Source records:
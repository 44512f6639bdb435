//! Configuration loading and management.

use std::path::{Path, PathBuf};

use figment::Figment;
use figment::providers::{Env, Format, Serialized, Toml};
use qibla_core::{DEFAULT_TOLERANCE_DEGREES, EventName, SeasonPolicy, Venue};
use serde::{Deserialize, Serialize};

/// Application configuration.
#[derive(Debug, Clone, Serialize, Deserialize)]
pub struct Config {
    /// Half-width of the "aligned" window in degrees.
    pub tolerance_degrees: f64,

    /// Order in which daily events are scanned. The first entry is the
    /// event reported after the last one of the day has passed.
    pub event_order: Vec<EventName>,

    /// Months treated as summer for seasonal iqama rules.
    pub season: SeasonPolicy,

    /// Remote timings service.
    pub times: TimesConfig,

    /// Known venues and their iqama rules.
    #[serde(default)]
    pub venues: Vec<Venue>,
}

/// Settings for the remote timings service.
#[derive(Debug, Clone, Serialize, Deserialize)]
pub struct TimesConfig {
    pub base_url: String,
    /// Calculation method id understood by the service.
    pub method: u8,
}

impl Default for TimesConfig {
    fn default() -> Self {
        Self {
            base_url: qibla_times::DEFAULT_BASE_URL.to_string(),
            method: qibla_times::DEFAULT_METHOD,
        }
    }
}

impl Default for Config {
    fn default() -> Self {
        Self {
            tolerance_degrees: DEFAULT_TOLERANCE_DEGREES,
            event_order: EventName::standard_order(),
            season: SeasonPolicy::default(),
            times: TimesConfig::default(),
            venues: Vec::new(),
        }
    }
}

impl Config {
    /// Loads configuration, optionally from a specific file.
    #[expect(
        clippy::result_large_err,
        reason = "figment::Error is large but only returned at startup"
    )]
    pub fn load_from(config_path: Option<&Path>) -> Result<Self, figment::Error> {
        let mut figment = Figment::from(Serialized::defaults(Self::default()));

        // Load from default config location
        if let Some(config_dir) = dirs_config_path() {
            figment = figment.merge(Toml::file(config_dir.join("config.toml")));
        }

        // Load from specified config file
        if let Some(path) = config_path {
            figment = figment.merge(Toml::file(path));
        }

        // Load from environment variables (QIBLA_*, nested keys split on `__`)
        figment = figment.merge(Env::prefixed("QIBLA_").split("__"));

        figment.extract()
    }
}

/// Returns the platform-specific config directory for qibla.
///
/// On Linux: `~/.config/qibla`
pub fn dirs_config_path() -> Option<PathBuf> {
    dirs::config_dir().map(|p| p.join("qibla"))
}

Exercise goal:
In this exercise, give every record above again exactly.

Response area:
repository 44512f6639bdb435
//! Configuration loading and management.

use std::path::{Path, PathBuf};

use figment::Figment;
use figment::providers::{Env, Format, Serialized, Toml};
use qibla_core::{DEFAULT_TOLERANCE_DEGREES, EventName, SeasonPolicy, Venue};
use serde::{Deserialize, Serialize};

/// Application configuration.
#[derive(Debug, Clone, Serialize, Deserialize)]
pub struct Config {
    /// Half-width of the "aligned" window in degrees.
    pub tolerance_degrees: f64,

    /// Order in which daily events are scanned. The first entry is the
    /// event reported after the last one of the day has passed.
    pub event_order: Vec<EventName>,

    /// Months treated as summer for seasonal iqama rules.
    pub season: SeasonPolicy,

    /// Remote timings service.
    pub times: TimesConfig,

    /// Known venues and their iqama rules.
    #[serde(default)]
    pub venues: Vec<Venue>,
}

/// Settings for the remote timings service.
#[derive(Debug, Clone, Serialize, Deserialize)]
pub struct TimesConfig {
    pub base_url: String,
    /// Calculation method id understood by the service.
    pub method: u8,
}

impl Default for TimesConfig {
    fn default() -> Self {
        Self {
            base_url: qibla_times::DEFAULT_BASE_URL.to_string(),
            method: qibla_times::DEFAULT_METHOD,
        }
    }
}

impl Default for Config {
    fn default() -> Self {
        Self {
            tolerance_degrees: DEFAULT_TOLERANCE_DEGREES,
            event_order: EventName::standard_order(),
            season: SeasonPolicy::default(),
            times: TimesConfig::default(),
            venues: Vec::new(),
        }
    }
}

impl Config {
    /// Loads configuration, optionally from a specific file.
    #[expect(
        clippy::result_large_err,
        reason = "figment::Error is large but only returned at startup"
    )]
    pub fn load_from(config_path: Option<&Path>) -> Result<Self, figment::Error> {
        let mut figment = Figment::from(Serialized::defaults(Self::default()));

        // Load from default config location
        if let Some(config_dir) = dirs_config_path() {
            figment = figment.merge(Toml::file(config_dir.join("config.toml")));
        }

        // Load from specified config file
        if let Some(path) = config_path {
            figment = figment.merge(Toml::file(path));
        }

        // Load from environment variables (QIBLA_*, nested keys split on `__`)
        figment = figment.merge(Env::prefixed("QIBLA_").split("__"));

        figment.extract()
    }
}

/// Returns the platform-specific config directory for qibla.
///
/// On Linux: `~/.config/qibla`
pub fn dirs_config_path() -> Option<PathBuf> {
    dirs::config_dir().map(|p| p.join("qibla"))
}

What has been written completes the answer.